Immigrazione, Annalisa Chirico contro il governo: “Immigrati trattati come bestie, nascosti i lager itaiani”
Ogni cinque lampedusani c’è un immigrato. Basta questo rapporto a dare l’idea dell’emergenza in cui vive l’isola siciliana. Una situazione messa in luce dall’ispezione della task force della Regione Sicilia nel centro migranti. E ormai fuori dal controllo sia del governo che dei cronisti, ai quali non è concesso entrare nell’hotspot, come denuncia Annalisa Chirico, giornalista de Il Foglio e presidente di “Fino a prova contraria”.

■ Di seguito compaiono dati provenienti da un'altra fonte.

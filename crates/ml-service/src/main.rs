//! ChainSight ML service
//!
//! Loads the exported delay and anomaly models and serves per-shipment
//! predictions and batch insights over HTTP.

use anyhow::{Context, Result};
use chainsight_core::{
    health::{Backend, Component, HealthRegistry},
    observability::{InsightsMetrics, StructuredLogger},
    predictor::{HeuristicRegistry, ModelRegistry, OnnxModelRegistry, TemporalContext},
    FeatureVectorizer, ShipmentPredictor,
};
use chainsight_ml::{
    api::{self, AppState},
    config::ServiceConfig,
    SERVICE_VERSION,
};
use std::sync::Arc;
use tracing::{error, info};
use tracing_subscriber::{fmt, prelude::*, EnvFilter};

#[tokio::main]
async fn main() -> Result<()> {
    // Initialize tracing with JSON output and env filter
    tracing_subscriber::registry()
        .with(EnvFilter::try_from_default_env().unwrap_or_else(|_| EnvFilter::new("info")))
        .with(fmt::layer().json())
        .init();

    info!("Starting chainsight-ml");

    let config = ServiceConfig::load().context("invalid CHAINSIGHT_* configuration")?;
    info!(
        instance = %config.instance_name,
        port = config.port,
        model_dir = %config.model_dir.display(),
        "Service configured"
    );

    let health_registry = HealthRegistry::new();

    let metrics = InsightsMetrics::new();
    let logger = StructuredLogger::new(&config.instance_name);

    let (registry, backend) = load_registry(&config, &logger)?;
    health_registry.set_backend(backend).await;
    metrics.set_model_version(registry.version(), backend.as_str());

    let vectorizer = FeatureVectorizer::new(TemporalContext::system());
    let predictor = match ShipmentPredictor::new(registry, vectorizer) {
        Ok(p) => p.with_insights_config(config.insights_config()),
        Err(e) => {
            health_registry
                .mark_unhealthy(Component::Scorer, e.to_string())
                .await;
            return Err(e).context("model registry does not match the feature schema");
        }
    };

    logger.log_startup(SERVICE_VERSION, predictor.model_version(), backend.as_str());

    let app_state = Arc::new(AppState::new(
        predictor,
        health_registry.clone(),
        metrics,
        logger.clone(),
    ));

    health_registry.set_ready(true).await;

    let api_handle = tokio::spawn(api::serve(config.port, app_state));

    tokio::select! {
        result = api_handle => {
            match result {
                Ok(Ok(())) => logger.log_shutdown("API server exited"),
                Ok(Err(e)) => {
                    error!(error = %e, "API server failed");
                    return Err(e);
                }
                Err(e) => return Err(e).context("API server task panicked"),
            }
        }
        signal = tokio::signal::ctrl_c() => {
            signal?;
            logger.log_shutdown("SIGINT received");
        }
    }

    info!("Shutting down");
    Ok(())
}

/// Load the ONNX registry, falling back to heuristics when allowed
fn load_registry(
    config: &ServiceConfig,
    logger: &StructuredLogger,
) -> Result<(Arc<dyn ModelRegistry>, Backend)> {
    let model_dir = config.model_dir.display().to_string();

    match OnnxModelRegistry::load(&config.model_dir) {
        Ok(registry) => {
            logger.log_models_loaded(&model_dir, registry.version());
            Ok((Arc::new(registry), Backend::Onnx))
        }
        Err(e) if config.allow_fallback => {
            logger.log_fallback_activated(&model_dir, &e.to_string());
            Ok((Arc::new(HeuristicRegistry::new()), Backend::Heuristic))
        }
        Err(e) => Err(e).context("failed to load models and fallback is disabled"),
    }
}
/// Read a classifier's label and positive-class probability
///
/// Expects an int64 label output and a float probability output of shape
/// `[1, 2]` (positive class in column 1). A single-column probability is
/// taken as the positive class. Without a label output, the label is
/// `probability >= 0.5`.
fn parse_classification(outputs: &[TValue], capability: &'static str) -> Result<Classification> {
    let mut label = None;
    let mut probability = None;

    for output in outputs {
        if let Ok(view) = output.to_array_view::<i64>() {
            if label.is_none() {
                label = view.iter().next().map(|v| *v == 1);
            }
        } else if let Ok(view) = output.to_array_view::<f32>() {
            if probability.is_none() {
                let values: Vec<f32> = view.iter().copied().collect();
                probability = match values.len() {
                    0 => None,
                    1 => Some(values[0]),
                    _ => Some(values[1]),
                };
            }
        }
    }

    let probability = probability
        .map(f64::from)
        .ok_or_else(|| InsightsError::inference(capability, "model produced no probability output"))?;
    let label = label.unwrap_or(probability >= 0.5);

    Classification::new(label, probability).validated(capability)
}

fn parse_regression(outputs: &[TValue], capability: &'static str) -> Result<f64> {
    let value = outputs
        .iter()
        .filter_map(|o| o.to_array_view::<f32>().ok())
        .find_map(|view| view.iter().next().copied())
        .ok_or_else(|| InsightsError::inference(capability, "model produced no regression output"))?;

    let value = f64::from(value);
    if !value.is_finite() {
        return Err(InsightsError::inference(
            capability,
            format!("non-finite duration {}", value),
        ));
    }
    Ok(value)
}

impl ModelRegistry for OnnxModelRegistry {
    fn classify_delay(&self, features: &FeatureVector) -> Result<Classification> {
        features.ensure_schema(&DELAY_SCHEMA)?;
        let outputs = self.run(&self.delay_classifier, features, capabilities::CLASSIFY_DELAY)?;
        parse_classification(&outputs, capabilities::CLASSIFY_DELAY)
    }

    fn regress_delay_duration(&self, features: &FeatureVector) -> Result<f64> {
        features.ensure_schema(&DELAY_SCHEMA)?;
        let outputs = self.run(
            &self.delay_regressor,
            features,
            capabilities::REGRESS_DELAY_DURATION,
        )?;
        parse_regression(&outputs, capabilities::REGRESS_DELAY_DURATION)
    }

    fn classify_anomaly(&self, features: &FeatureVector) -> Result<Classification> {
        features.ensure_schema(&ANOMALY_SCHEMA)?;
        let outputs = self.run(&self.anomaly_detector, features, capabilities::CLASSIFY_ANOMALY)?;
        parse_classification(&outputs, capabilities::CLASSIFY_ANOMALY)
    }

    fn encode_season(&self, season: &str) -> Result<i64> {
        encode_with_classes(&self.metadata.season_classes, season)
    }

    fn declared_feature_order(&self) -> &[String] {
        &self.metadata.feature_cols
    }

    fn declared_anomaly_feature_order(&self) -> Option<&[String]> {
        self.metadata.anomaly_feature_cols.as_deref()
    }

    fn metadata(&self) -> &ModelMetadata {
        &self.metadata
    }
}

/// Compute SHA256 checksum of data
pub fn compute_checksum(data: &[u8]) -> String {
    let mut hasher = Sha256::new();
    hasher.update(data);
    hex::encode(hasher.finalize())
}

/// Mean delay in hours of the delayed shipments the models were trained on
const BASE_DELAY_HOURS: f64 = 12.0;

/// Registry that uses simple heuristics when no model is available
///
/// Probabilities follow the relationships the training data was generated
/// from, so results are in the same ballpark as the trained models.
#[derive(Debug, Clone)]
pub struct HeuristicRegistry {
    metadata: ModelMetadata,
}

impl HeuristicRegistry {
    pub fn new() -> Self {
        Self {
            metadata: ModelMetadata::for_current_schemas(HEURISTIC_VERSION),
        }
    }

    fn feature(features: &FeatureVector, name: &str, capability: &'static str) -> Result<f64> {
        features
            .get(name)
            .map(f64::from)
            .ok_or_else(|| InsightsError::inference(capability, format!("missing feature `{}`", name)))
    }

    /// Delay likelihood rising with distance, variance and complexity and
    /// falling with carrier rating and weather score
    pub fn delay_probability(
        distance_km: f64,
        temperature_variance: f64,
        route_complexity: f64,
        carrier_rating: f64,
        weather_score: f64,
    ) -> f64 {
        let p = 0.1
            + (distance_km / 10000.0) * 0.3
            + (temperature_variance / 20.0) * 0.2
            + (route_complexity / 10.0) * 0.2
            + (1.0 - carrier_rating / 5.0) * 0.15
            + (1.0 - weather_score / 10.0) * 0.15;
        p.clamp(0.0, 1.0)
    }

    /// Temperature breach likelihood from variance
    pub fn anomaly_probability(temperature_variance: f64) -> f64 {
        ((temperature_variance / 15.0) * 0.5).clamp(0.0, 1.0)
    }
}

impl Default for HeuristicRegistry {
    fn default() -> Self {
        Self::new()
    }
}

impl ModelRegistry for HeuristicRegistry {
    fn classify_delay(&self, features: &FeatureVector) -> Result<Classification> {
        features.ensure_schema(&DELAY_SCHEMA)?;
        let cap = capabilities::CLASSIFY_DELAY;
        let p = Self::delay_probability(
            Self::feature(features, "distance_km", cap)?,
            Self::feature(features, "temperature_variance", cap)?,
            Self::feature(features, "route_complexity", cap)?,
            Self::feature(features, "carrier_rating", cap)?,
            Self::feature(features, "weather_score", cap)?,
        );
        Ok(Classification::new(p >= 0.5, p))
    }

    fn regress_delay_duration(&self, features: &FeatureVector) -> Result<f64> {
        features.ensure_schema(&DELAY_SCHEMA)?;
        let complexity = Self::feature(
            features,
            "route_complexity",
            capabilities::REGRESS_DELAY_DURATION,
        )?;
        Ok((BASE_DELAY_HOURS * complexity / defaults::ROUTE_COMPLEXITY as f64).max(0.0))
    }

    fn classify_anomaly(&self, features: &FeatureVector) -> Result<Classification> {
        features.ensure_schema(&ANOMALY_SCHEMA)?;
        let variance = Self::feature(
            features,
            "temperature_variance",
            capabilities::CLASSIFY_ANOMALY,
        )?;
        let p = Self::anomaly_probability(variance);
        Ok(Classification::new(p >= 0.5, p))
    }

    fn encode_season(&self, season: &str) -> Result<i64> {
        encode_with_classes(&self.metadata.season_classes, season)
    }

    fn declared_feature_order(&self) -> &[String] {
        &self.metadata.feature_cols
    }

    fn declared_anomaly_feature_order(&self) -> Option<&[String]> {
        self.metadata.anomaly_feature_cols.as_deref()
    }

    fn metadata(&self) -> &ModelMetadata {
        &self.metadata
    }
}

#[cfg(test)]
mod tests {
    use super::*;
    use crate::models::ShipmentInput;
    use crate::predictor::registry::ModelArtifact;
    use crate::predictor::{FeatureVectorizer, FixedClock, TemporalContext};
    use tempfile::TempDir;

    fn vectorizer() -> FeatureVectorizer {
        FeatureVectorizer::new(TemporalContext::fixed(
            FixedClock::on_date(2024, 7, 4).unwrap(),
        ))
    }

    fn outputs(tensors: Vec<Tensor>) -> TVec<TValue> {
        tensors.into_iter().map(|t| t.into()).collect()
    }

    #[test]
    fn test_classification_reads_label_and_positive_column() {
        let out = outputs(vec![tensor1(&[1i64]), tensor2(&[[0.3f32, 0.7]])]);
        let c = parse_classification(&out, capabilities::CLASSIFY_DELAY).unwrap();
        assert!(c.label);
        assert!((c.probability - 0.7).abs() < 1e-6, "p was {}", c.probability);
    }

    #[test]
    fn test_classification_keeps_model_label() {
        // The exported label output wins over thresholding the probability.
        let out = outputs(vec![tensor1(&[0i64]), tensor2(&[[0.45f32, 0.55]])]);
        let c = parse_classification(&out, capabilities::CLASSIFY_ANOMALY).unwrap();
        assert!(!c.label);
        assert!((c.probability - 0.55).abs() < 1e-6);
    }

    #[test]
    fn test_classification_single_column_without_label() {
        let out = outputs(vec![tensor2(&[[0.8f32]])]);
        let c = parse_classification(&out, capabilities::CLASSIFY_DELAY).unwrap();
        assert!(c.label);
        assert!((c.probability - 0.8).abs() < 1e-6);

        let out = outputs(vec![tensor2(&[[0.5f32]])]);
        assert!(parse_classification(&out, capabilities::CLASSIFY_DELAY).unwrap().label);

        let out = outputs(vec![tensor2(&[[0.4f32]])]);
        assert!(!parse_classification(&out, capabilities::CLASSIFY_DELAY).unwrap().label);
    }

    #[test]
    fn test_classification_without_probability_fails() {
        let out = outputs(vec![tensor1(&[1i64])]);
        let err = parse_classification(&out, capabilities::CLASSIFY_ANOMALY).unwrap_err();
        match err {
            InsightsError::Inference { capability, reason } => {
                assert_eq!(capability, capabilities::CLASSIFY_ANOMALY);
                assert!(reason.contains("no probability output"), "{}", reason);
            }
            other => panic!("unexpected error: {other:?}"),
        }
    }

    #[test]
    fn test_classification_rejects_out_of_range_probability() {
        let out = outputs(vec![tensor1(&[1i64]), tensor2(&[[-0.5f32, 1.5]])]);
        let err = parse_classification(&out, capabilities::CLASSIFY_DELAY).unwrap_err();
        assert_eq!(err.kind(), "inference_failure");
    }

    #[test]
    fn test_regression_output() {
        let out = outputs(vec![tensor2(&[[14.5f32]])]);
        let hours = parse_regression(&out, capabilities::REGRESS_DELAY_DURATION).unwrap();
        assert!((hours - 14.5).abs() < 1e-9);
    }

    #[test]
    fn test_regression_rejects_non_finite_or_missing() {
        let out = outputs(vec![tensor2(&[[f32::NAN]])]);
        let err = parse_regression(&out, capabilities::REGRESS_DELAY_DURATION).unwrap_err();
        assert!(err.to_string().contains("non-finite"), "{}", err);

        let out = outputs(vec![tensor2(&[[f32::INFINITY]])]);
        assert!(parse_regression(&out, capabilities::REGRESS_DELAY_DURATION).is_err());

        let out = outputs(vec![tensor1(&[3i64])]);
        let err = parse_regression(&out, capabilities::REGRESS_DELAY_DURATION).unwrap_err();
        assert!(err.to_string().contains("no regression output"), "{}", err);
    }

    #[test]
    fn test_compute_checksum() {
        assert_eq!(
            compute_checksum(b""),
            "e3b0c44298fc1c149afbf4c8996fb92427ae41e4649b934ca495991b7852b855"
        );
    }

    #[test]
    fn test_heuristic_defaults_not_delayed() {
        let registry = HeuristicRegistry::new();
        let features = vectorizer()
            .vectorize_for_delay(&ShipmentInput::default(), &registry)
            .unwrap();
        let c = registry.classify_delay(&features).unwrap();
        assert!((c.probability - 0.3).abs() < 1e-6, "p was {}", c.probability);
        assert!(!c.label);
    }

    #[test]
    fn test_heuristic_risky_shipment_delayed() {
        let registry = HeuristicRegistry::new();
        let input = ShipmentInput {
            distance_km: Some(5000.0),
            temperature_variance: Some(15.0),
            route_complexity: Some(5),
            carrier_rating: Some(1.0),
            weather_score: Some(0.0),
            ..Default::default()
        };
        let features = vectorizer().vectorize_for_delay(&input, &registry).unwrap();
        let c = registry.classify_delay(&features).unwrap();
        assert!(c.label);
        assert!((c.probability - 0.77).abs() < 1e-6, "p was {}", c.probability);
        assert!((registry.regress_delay_duration(&features).unwrap() - 20.0).abs() < 1e-9);

        let anomaly_features = vectorizer().vectorize_for_anomaly(&input, &registry).unwrap();
        let a = registry.classify_anomaly(&anomaly_features).unwrap();
        assert!((a.probability - 0.5).abs() < 1e-9);
        assert!(a.label);
    }

    #[test]
    fn test_heuristic_rejects_wrong_schema() {
        let registry = HeuristicRegistry::new();
        let anomaly_features = vectorizer()
            .vectorize_for_anomaly(&ShipmentInput::default(), &registry)
            .unwrap();
        let err = registry.classify_delay(&anomaly_features).unwrap_err();
        assert_eq!(err.kind(), "schema_error");
    }

    #[test]
    fn test_heuristic_declares_current_schemas() {
        let registry = HeuristicRegistry::new();
        assert!(vectorizer().validate(&registry).is_ok());
        assert_eq!(registry.version(), HEURISTIC_VERSION);
        assert_eq!(registry.encode_season("Summer").unwrap(), 2);
    }

    #[test]
    fn test_load_missing_metadata() {
        let dir = TempDir::new().unwrap();
        let err = OnnxModelRegistry::load(dir.path()).err().unwrap();
        assert_eq!(err.kind(), "model_load_error");
        assert!(err.to_string().contains(METADATA_FILE));
    }

    #[test]
    fn test_load_invalid_metadata() {
        let dir = TempDir::new().unwrap();
        std::fs::write(dir.path().join(METADATA_FILE), "{ not json").unwrap();
        let err = OnnxModelRegistry::load(dir.path()).err().unwrap();
        assert!(err.to_string().contains("invalid metadata.json"));
    }

    #[test]
    fn test_load_missing_model_file() {
        let dir = TempDir::new().unwrap();
        let metadata = ModelMetadata::for_current_schemas("1.0.0");
        std::fs::write(
            dir.path().join(METADATA_FILE),
            serde_json::to_string(&metadata).unwrap(),
        )
        .unwrap();

        let err = OnnxModelRegistry::load(dir.path()).err().unwrap();
        assert_eq!(err.kind(), "model_load_error");
        assert!(err.to_string().contains("delay_classifier.onnx"));
    }

    #[test]
    fn test_load_rejects_checksum_mismatch() {
        let dir = TempDir::new().unwrap();
        let mut metadata = ModelMetadata::for_current_schemas("1.0.0");
        metadata.models.delay_classifier = ModelArtifact {
            file: "delay_classifier.onnx".into(),
            sha256: Some(compute_checksum(b"expected bytes")),
        };
        std::fs::write(
            dir.path().join(METADATA_FILE),
            serde_json::to_string(&metadata).unwrap(),
        )
        .unwrap();
        std::fs::write(dir.path().join("delay_classifier.onnx"), b"tampered bytes").unwrap();

        let err = OnnxModelRegistry::load(dir.path()).err().unwrap();
        assert!(err.to_string().contains("Checksum mismatch"), "{}", err);
    }

    #[test]
    fn test_load_rejects_garbage_model() {
        let dir = TempDir::new().unwrap();
        let metadata = ModelMetadata::for_current_schemas("1.0.0");
        std::fs::write(
            dir.path().join(METADATA_FILE),
            serde_json::to_string(&metadata).unwrap(),
        )
        .unwrap();
        std::fs::write(dir.path().join("delay_classifier.onnx"), b"not an onnx model").unwrap();

        let err = OnnxModelRegistry::load(dir.path()).err().unwrap();
        assert_eq!(err.kind(), "model_load_error");
    }
}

Chirico, lei ha chiesto al Viminale di entrare nel centro per un reportage e le è stato detto di no.
«In un Paese democratico non dovrebbero esistere prigioni segrete né centri di accoglienza inaccessibili ai giornalisti. Eppure il Viminale mi ha fatto sapere che la mia richiesta di accesso veniva respinta perché “non esistono precedenti”. Mi è stato anche spiegato che, in caso di una mia visita, non sarebbero stati in grado di garantire il rispetto della normativa anti-Covid. Una risposta inquietante: posso solo immaginare in quali condizioni operino il personale medico-sanitario e le forze dell’ordine che presidiano la struttura».
A Lampedusa ci sono 920 immigrati, tra hotspot e strutture parrocchiali. Nei giorni scorsi erano 1.200. Come si fronteggia la situazione?
«Gli hotspot come quello di Lampedusa sono i nuovi lager. Per questo vanno chiusi, subito. Come si possono tenere 1200 persone in un posto che potrebbe ospitarne al massimo 190? Gli esseri umani non possono essere trattati peggio delle bestie. Come dice Marco Minniti, la capacità di accoglienza di un Paese trova un limite nella sua capacità di integrazione. Quali prospettive offriamo a queste persone? In Germania gli immigrati regolari seguono l’Integrationskurs, 600 ore di lingua tedesca, corsi di diritto tedesco e avviamento al lavoro. Noi invece prendiamo tutti gli immigrati, come se esistesse un diritto a entrare in Italia».
Al largo di Lampedusa arriveranno in questi giorni due navi quarantena per alleggerire il carico sull’isola. Serviranno a qualcosa?
«Le navi non sono la soluzione, vanno bloccati i flussi. Con la retorica delle porte aperte, gli sbarchi si sono moltiplicati in assenza della benché minima strategia. Conte, un anno fa, si autoglorificava sui giornali raccontandoci la “svolta storica” dell’accordo di Malta per il ricollocamento dei migranti in altri Paesi europei. Oggi abbiamo invece conferma che l’Italia è sola. E il premier pare essersi inabissato: qualcuno l’ha visto? Avete sue notizie?».
Conte non è mai stato a Lampedusa, la Lamorgese non è mai stata nell’hotspot. Sono disinteressati alle sorti dell’isola?
«Non parlerei di disinteresse, ma è chiaro che c’è la volontà di tenere la questione sotto il tappeto. Mentre invochiamo la chiusura dei lager libici, ne coltiviamo uno sotto casa. I lager degli altri ci fanno schifo, i nostri li nascondiamo con cura».
Se non ci vanno gli esponenti del governo, dovrebbero provare a entrare nel centro migranti almeno i parlamentari?
«”Dove c’è strage di diritto c’è strage di vite umane”, diceva Pannella. Penso che in questi giorni si sarebbe appostato all’ingresso in attesa di essere ammesso. Prendendo il suo esempio, spero che un parlamentare, di qualunque partito, si decida a esercitare le proprie prerogative per vedere con i propri occhi e consentire di informare i cittadini che con le tasse tengono in piedi strutture palesemente fuorilegge».
Dovrebbe andarci Salvini?
«Perché no? Se interrompesse la campagna elettorale per andare a Lampedusa, farebbe cosa buona e giusta».
Il governo pensa a sconti fiscali per i lampedusani in cambio della loro disponibilità ad accettare i migranti. Si tratta di un contentino?
«Scambio indecente. I diritti umani non si barattano per pochi spiccioli».
Riproverà a visitare l’hotspot?
«Io non demordo, voglio entrare e vedere con i miei occhi. La task force voluta dalla Regione Sicilia ha detto che quel centro va chiuso perché non è in grado di prevenire non solo il Covid ma neanche altre malattie. E ha ragione il governatore Musumeci: i diritti vanno praticati, non predicati».